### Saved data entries
<<<<
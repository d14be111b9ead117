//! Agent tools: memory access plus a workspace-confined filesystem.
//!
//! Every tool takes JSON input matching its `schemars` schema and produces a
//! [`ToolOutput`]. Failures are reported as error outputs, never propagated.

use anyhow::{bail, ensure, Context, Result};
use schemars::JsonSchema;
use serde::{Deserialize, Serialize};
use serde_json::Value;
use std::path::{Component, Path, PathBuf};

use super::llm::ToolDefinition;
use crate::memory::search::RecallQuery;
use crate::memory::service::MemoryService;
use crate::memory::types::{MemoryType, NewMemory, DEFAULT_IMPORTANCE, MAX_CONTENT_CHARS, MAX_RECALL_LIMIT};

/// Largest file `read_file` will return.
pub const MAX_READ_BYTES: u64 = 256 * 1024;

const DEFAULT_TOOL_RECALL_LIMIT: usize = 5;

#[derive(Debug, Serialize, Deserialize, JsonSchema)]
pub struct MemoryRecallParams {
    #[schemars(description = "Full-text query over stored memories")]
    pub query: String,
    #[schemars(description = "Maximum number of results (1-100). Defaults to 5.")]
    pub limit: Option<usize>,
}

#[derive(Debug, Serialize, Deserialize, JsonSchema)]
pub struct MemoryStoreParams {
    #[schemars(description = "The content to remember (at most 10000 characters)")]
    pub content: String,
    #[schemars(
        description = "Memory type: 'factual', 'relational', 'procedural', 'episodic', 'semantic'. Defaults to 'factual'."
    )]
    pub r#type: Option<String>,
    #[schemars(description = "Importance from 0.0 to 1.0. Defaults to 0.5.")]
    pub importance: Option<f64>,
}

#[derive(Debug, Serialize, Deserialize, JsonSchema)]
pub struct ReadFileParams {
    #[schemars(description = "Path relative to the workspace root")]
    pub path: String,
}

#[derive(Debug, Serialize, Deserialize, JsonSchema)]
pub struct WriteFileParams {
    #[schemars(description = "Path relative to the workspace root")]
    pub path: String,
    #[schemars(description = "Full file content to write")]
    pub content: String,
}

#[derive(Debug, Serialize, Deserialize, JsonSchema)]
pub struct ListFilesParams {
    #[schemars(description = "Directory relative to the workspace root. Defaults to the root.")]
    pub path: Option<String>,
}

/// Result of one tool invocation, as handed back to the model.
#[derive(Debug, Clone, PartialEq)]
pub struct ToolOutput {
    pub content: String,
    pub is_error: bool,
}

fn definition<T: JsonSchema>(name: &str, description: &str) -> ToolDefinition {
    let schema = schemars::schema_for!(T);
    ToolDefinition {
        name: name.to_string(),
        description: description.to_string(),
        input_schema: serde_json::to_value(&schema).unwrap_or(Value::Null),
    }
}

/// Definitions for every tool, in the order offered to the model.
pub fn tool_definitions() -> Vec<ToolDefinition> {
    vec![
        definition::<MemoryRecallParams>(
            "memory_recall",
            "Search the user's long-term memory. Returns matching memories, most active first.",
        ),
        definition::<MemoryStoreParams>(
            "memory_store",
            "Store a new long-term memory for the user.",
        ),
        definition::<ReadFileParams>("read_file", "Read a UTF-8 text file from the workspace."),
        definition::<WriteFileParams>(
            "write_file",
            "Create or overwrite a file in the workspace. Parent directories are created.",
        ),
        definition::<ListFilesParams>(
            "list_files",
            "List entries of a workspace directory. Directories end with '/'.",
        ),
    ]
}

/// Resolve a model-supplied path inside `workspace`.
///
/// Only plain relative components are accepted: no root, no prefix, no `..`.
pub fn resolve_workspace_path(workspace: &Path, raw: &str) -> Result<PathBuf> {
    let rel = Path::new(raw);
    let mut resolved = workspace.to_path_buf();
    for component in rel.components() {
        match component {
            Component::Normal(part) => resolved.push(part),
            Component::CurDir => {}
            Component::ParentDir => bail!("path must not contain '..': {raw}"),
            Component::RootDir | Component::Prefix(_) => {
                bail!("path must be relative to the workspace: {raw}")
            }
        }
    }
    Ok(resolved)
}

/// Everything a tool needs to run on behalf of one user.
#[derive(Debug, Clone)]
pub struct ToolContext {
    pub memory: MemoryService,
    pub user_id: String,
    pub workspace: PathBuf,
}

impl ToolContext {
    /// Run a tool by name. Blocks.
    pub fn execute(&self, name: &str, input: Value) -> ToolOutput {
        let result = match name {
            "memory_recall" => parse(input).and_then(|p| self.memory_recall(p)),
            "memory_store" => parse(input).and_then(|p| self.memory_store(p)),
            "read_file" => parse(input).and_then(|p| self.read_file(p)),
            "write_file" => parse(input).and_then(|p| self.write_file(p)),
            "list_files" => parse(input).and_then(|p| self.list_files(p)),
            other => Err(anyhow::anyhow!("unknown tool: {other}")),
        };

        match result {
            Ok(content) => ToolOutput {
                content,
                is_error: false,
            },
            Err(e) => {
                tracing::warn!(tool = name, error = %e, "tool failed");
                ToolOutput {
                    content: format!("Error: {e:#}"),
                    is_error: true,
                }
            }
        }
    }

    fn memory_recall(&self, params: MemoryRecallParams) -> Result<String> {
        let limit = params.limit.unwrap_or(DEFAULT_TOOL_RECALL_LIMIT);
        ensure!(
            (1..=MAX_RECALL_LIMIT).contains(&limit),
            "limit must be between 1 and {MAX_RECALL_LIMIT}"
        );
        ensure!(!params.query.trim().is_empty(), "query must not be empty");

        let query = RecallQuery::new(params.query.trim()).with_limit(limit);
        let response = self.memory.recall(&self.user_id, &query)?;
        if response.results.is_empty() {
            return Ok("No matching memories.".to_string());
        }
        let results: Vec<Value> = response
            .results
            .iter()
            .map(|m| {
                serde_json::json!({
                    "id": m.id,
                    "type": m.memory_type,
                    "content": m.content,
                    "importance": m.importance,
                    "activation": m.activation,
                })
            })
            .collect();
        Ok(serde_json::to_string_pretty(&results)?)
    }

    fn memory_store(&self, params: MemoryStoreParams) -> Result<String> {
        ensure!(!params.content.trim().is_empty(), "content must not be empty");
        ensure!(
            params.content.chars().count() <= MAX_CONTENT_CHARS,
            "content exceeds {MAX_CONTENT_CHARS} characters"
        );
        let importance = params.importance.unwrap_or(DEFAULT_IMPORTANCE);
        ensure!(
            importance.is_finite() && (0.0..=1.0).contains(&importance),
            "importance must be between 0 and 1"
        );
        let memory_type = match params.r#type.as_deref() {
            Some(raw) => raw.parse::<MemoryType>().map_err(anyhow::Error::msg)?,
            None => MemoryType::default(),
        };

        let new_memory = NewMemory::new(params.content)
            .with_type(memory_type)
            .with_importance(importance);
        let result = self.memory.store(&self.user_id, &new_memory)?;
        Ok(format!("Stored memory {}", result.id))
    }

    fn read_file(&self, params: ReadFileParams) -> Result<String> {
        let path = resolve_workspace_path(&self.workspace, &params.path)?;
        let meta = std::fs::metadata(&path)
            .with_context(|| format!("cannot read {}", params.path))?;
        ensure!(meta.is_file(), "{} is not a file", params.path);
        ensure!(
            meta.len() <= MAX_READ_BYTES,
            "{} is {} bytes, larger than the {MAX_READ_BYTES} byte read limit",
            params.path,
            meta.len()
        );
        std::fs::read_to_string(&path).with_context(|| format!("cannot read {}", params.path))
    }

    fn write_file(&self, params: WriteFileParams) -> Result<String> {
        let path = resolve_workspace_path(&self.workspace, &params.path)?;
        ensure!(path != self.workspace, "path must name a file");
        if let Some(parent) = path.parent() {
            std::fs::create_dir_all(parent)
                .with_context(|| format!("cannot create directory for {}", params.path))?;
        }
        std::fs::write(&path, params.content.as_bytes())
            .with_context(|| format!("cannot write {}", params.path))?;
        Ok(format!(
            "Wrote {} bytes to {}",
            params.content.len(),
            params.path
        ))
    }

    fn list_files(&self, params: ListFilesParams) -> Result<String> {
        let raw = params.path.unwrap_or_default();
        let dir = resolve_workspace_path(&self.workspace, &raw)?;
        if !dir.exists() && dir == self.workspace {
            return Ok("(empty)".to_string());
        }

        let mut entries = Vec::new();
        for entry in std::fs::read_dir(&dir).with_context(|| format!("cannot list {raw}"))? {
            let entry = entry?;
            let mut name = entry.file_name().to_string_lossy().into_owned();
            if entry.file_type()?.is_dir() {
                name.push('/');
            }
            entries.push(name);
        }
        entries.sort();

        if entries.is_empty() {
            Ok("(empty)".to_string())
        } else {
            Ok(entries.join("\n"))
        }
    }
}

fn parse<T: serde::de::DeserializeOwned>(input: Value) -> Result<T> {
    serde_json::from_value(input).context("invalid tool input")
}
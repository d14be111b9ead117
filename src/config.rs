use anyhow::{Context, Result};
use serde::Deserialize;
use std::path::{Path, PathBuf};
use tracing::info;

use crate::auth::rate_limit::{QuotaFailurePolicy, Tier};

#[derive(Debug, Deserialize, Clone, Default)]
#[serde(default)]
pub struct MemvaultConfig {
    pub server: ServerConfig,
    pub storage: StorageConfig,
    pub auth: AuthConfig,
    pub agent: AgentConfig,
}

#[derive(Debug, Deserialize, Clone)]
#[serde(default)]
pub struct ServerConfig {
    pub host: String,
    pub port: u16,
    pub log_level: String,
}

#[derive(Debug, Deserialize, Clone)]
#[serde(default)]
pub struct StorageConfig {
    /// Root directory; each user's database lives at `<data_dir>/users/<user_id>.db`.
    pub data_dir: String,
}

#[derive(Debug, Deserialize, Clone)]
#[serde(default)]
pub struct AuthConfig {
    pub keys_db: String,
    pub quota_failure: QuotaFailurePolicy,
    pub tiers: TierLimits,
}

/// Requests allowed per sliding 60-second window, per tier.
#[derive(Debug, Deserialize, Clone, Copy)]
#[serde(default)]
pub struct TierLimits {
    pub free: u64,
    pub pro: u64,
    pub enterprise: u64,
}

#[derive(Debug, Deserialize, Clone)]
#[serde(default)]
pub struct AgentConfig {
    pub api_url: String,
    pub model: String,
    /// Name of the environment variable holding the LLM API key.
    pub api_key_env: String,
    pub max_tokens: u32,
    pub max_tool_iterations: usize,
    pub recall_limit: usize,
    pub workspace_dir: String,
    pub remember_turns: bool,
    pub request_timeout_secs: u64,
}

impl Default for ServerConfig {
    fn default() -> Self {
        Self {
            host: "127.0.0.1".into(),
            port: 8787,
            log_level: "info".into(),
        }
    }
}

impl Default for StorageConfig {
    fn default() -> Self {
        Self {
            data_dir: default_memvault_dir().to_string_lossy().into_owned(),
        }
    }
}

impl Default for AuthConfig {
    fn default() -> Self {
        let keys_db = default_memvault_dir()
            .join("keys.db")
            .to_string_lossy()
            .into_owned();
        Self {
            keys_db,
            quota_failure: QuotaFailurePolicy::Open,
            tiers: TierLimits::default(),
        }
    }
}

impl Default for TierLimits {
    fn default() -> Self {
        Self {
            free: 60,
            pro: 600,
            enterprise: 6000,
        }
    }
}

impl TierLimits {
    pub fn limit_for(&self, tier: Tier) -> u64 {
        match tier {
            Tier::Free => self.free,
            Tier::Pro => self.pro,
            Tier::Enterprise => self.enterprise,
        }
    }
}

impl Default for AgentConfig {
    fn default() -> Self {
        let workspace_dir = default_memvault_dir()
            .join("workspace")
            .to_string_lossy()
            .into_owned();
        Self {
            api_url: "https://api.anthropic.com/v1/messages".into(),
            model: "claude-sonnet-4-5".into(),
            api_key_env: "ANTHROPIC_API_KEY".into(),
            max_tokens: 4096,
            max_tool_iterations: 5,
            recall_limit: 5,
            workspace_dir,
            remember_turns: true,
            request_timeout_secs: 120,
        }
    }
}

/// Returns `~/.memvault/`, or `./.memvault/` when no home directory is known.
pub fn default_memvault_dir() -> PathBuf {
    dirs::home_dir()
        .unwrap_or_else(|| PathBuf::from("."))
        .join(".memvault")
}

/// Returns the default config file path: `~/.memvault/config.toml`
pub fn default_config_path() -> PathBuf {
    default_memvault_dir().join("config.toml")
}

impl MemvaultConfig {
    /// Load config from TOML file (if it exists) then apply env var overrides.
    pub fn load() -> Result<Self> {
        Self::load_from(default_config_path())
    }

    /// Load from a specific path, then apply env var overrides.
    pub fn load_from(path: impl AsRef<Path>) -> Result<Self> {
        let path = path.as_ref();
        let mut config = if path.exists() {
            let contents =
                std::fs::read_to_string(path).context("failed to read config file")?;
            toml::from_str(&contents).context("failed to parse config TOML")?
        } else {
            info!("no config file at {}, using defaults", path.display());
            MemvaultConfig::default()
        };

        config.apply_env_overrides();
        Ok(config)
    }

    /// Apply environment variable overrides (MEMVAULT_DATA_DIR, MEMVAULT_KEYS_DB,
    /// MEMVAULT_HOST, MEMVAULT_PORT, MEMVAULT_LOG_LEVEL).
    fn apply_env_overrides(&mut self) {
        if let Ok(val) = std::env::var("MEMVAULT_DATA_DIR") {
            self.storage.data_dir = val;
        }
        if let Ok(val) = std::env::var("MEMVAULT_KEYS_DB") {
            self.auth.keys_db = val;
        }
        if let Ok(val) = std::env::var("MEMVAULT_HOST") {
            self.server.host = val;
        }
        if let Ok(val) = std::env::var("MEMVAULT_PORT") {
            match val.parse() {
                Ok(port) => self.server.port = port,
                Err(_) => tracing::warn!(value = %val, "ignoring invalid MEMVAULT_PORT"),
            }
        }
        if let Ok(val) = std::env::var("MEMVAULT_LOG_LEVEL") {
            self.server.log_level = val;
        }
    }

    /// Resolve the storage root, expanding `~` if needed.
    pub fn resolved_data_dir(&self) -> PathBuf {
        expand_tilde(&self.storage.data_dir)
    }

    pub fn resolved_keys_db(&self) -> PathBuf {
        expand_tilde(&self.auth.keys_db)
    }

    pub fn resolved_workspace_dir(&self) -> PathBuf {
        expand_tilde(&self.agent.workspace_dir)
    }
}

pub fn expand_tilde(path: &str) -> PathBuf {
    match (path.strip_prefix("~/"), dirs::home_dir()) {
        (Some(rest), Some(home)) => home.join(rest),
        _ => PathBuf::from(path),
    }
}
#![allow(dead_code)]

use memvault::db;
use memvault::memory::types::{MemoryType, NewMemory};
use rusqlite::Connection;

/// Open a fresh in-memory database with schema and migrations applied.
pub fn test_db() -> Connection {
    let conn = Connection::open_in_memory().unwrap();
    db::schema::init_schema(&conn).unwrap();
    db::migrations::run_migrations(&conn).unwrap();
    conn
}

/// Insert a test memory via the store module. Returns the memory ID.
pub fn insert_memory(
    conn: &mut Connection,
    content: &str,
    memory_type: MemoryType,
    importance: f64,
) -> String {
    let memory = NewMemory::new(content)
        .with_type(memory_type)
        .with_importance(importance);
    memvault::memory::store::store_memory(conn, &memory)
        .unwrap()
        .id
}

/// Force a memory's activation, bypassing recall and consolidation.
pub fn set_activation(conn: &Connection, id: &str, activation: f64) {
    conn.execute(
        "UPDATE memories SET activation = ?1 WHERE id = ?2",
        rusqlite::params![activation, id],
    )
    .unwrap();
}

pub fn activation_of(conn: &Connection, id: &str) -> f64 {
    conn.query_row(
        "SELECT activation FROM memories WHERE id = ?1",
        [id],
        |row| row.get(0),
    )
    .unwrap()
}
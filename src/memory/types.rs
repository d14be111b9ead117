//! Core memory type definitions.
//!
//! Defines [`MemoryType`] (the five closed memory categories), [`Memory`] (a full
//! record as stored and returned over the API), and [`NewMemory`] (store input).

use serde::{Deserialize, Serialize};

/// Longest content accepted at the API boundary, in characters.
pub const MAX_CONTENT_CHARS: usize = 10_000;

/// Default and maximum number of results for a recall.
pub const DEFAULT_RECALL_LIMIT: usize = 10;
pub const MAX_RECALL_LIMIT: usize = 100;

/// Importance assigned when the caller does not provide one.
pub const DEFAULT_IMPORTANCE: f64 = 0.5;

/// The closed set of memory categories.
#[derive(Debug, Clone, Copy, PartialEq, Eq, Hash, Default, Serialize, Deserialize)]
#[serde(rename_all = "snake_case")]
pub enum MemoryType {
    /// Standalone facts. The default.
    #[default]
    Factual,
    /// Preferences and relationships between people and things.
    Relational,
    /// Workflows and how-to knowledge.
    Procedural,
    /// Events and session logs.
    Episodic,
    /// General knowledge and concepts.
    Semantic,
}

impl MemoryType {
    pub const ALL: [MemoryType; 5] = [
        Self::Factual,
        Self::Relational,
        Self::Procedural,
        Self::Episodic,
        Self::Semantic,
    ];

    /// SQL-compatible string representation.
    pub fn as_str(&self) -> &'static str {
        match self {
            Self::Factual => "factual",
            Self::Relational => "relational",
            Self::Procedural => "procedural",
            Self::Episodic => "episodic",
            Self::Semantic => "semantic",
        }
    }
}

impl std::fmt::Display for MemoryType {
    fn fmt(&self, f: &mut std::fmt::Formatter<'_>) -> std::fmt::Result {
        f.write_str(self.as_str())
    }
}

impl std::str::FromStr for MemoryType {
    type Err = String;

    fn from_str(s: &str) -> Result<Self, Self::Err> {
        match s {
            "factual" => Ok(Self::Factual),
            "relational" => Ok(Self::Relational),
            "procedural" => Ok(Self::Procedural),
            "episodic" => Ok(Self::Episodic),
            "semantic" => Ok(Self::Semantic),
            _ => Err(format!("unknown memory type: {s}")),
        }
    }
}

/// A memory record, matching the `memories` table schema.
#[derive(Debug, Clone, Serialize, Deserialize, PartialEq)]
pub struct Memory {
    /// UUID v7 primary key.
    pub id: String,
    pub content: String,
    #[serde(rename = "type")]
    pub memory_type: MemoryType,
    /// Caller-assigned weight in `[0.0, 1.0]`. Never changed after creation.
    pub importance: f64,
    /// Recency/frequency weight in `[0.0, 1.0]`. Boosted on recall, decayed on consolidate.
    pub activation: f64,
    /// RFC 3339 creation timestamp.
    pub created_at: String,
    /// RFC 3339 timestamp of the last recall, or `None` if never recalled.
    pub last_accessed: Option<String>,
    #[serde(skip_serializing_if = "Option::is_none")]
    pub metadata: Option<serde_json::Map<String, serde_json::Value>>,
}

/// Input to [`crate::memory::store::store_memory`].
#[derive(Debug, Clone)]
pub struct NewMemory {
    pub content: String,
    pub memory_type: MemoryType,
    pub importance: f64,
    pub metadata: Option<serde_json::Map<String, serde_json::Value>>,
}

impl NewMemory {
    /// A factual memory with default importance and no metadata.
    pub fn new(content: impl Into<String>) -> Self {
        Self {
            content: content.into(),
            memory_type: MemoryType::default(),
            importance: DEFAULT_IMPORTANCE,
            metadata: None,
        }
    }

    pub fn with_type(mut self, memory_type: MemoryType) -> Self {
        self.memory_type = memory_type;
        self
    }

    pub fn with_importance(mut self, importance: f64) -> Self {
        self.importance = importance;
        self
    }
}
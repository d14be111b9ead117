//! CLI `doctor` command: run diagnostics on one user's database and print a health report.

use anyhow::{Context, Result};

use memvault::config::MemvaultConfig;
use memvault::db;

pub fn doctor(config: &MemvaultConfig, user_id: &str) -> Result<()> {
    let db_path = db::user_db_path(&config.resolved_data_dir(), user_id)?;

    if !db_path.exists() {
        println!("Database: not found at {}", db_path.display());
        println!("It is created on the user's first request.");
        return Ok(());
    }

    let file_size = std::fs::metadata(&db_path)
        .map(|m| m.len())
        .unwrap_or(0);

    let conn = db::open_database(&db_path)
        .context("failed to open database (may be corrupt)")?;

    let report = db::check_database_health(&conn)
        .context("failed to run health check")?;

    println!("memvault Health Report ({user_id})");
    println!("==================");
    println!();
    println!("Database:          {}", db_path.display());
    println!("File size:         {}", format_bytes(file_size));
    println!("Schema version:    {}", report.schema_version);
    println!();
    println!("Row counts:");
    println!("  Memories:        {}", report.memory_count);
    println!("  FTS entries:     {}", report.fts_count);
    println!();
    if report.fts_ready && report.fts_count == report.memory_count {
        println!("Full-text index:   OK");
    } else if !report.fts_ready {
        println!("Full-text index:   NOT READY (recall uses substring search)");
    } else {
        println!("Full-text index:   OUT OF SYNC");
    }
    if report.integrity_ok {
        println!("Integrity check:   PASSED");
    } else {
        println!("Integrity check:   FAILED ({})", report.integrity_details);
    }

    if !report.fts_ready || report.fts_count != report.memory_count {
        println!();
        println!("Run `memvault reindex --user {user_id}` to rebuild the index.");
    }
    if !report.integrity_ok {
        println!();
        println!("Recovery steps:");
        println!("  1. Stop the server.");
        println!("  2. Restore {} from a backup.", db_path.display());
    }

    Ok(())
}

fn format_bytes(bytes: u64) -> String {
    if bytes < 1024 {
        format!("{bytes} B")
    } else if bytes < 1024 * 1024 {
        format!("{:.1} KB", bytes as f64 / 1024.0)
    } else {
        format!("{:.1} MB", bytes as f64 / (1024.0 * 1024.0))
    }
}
>>>>
Look through the records and copy down every line that holds "warn".

### Problem solution
                tracing::warn!(tool = name, error = %e, "tool failed");
                Err(_) => tracing::warn!(value = %val, "ignoring invalid MEMVAULT_PORT"),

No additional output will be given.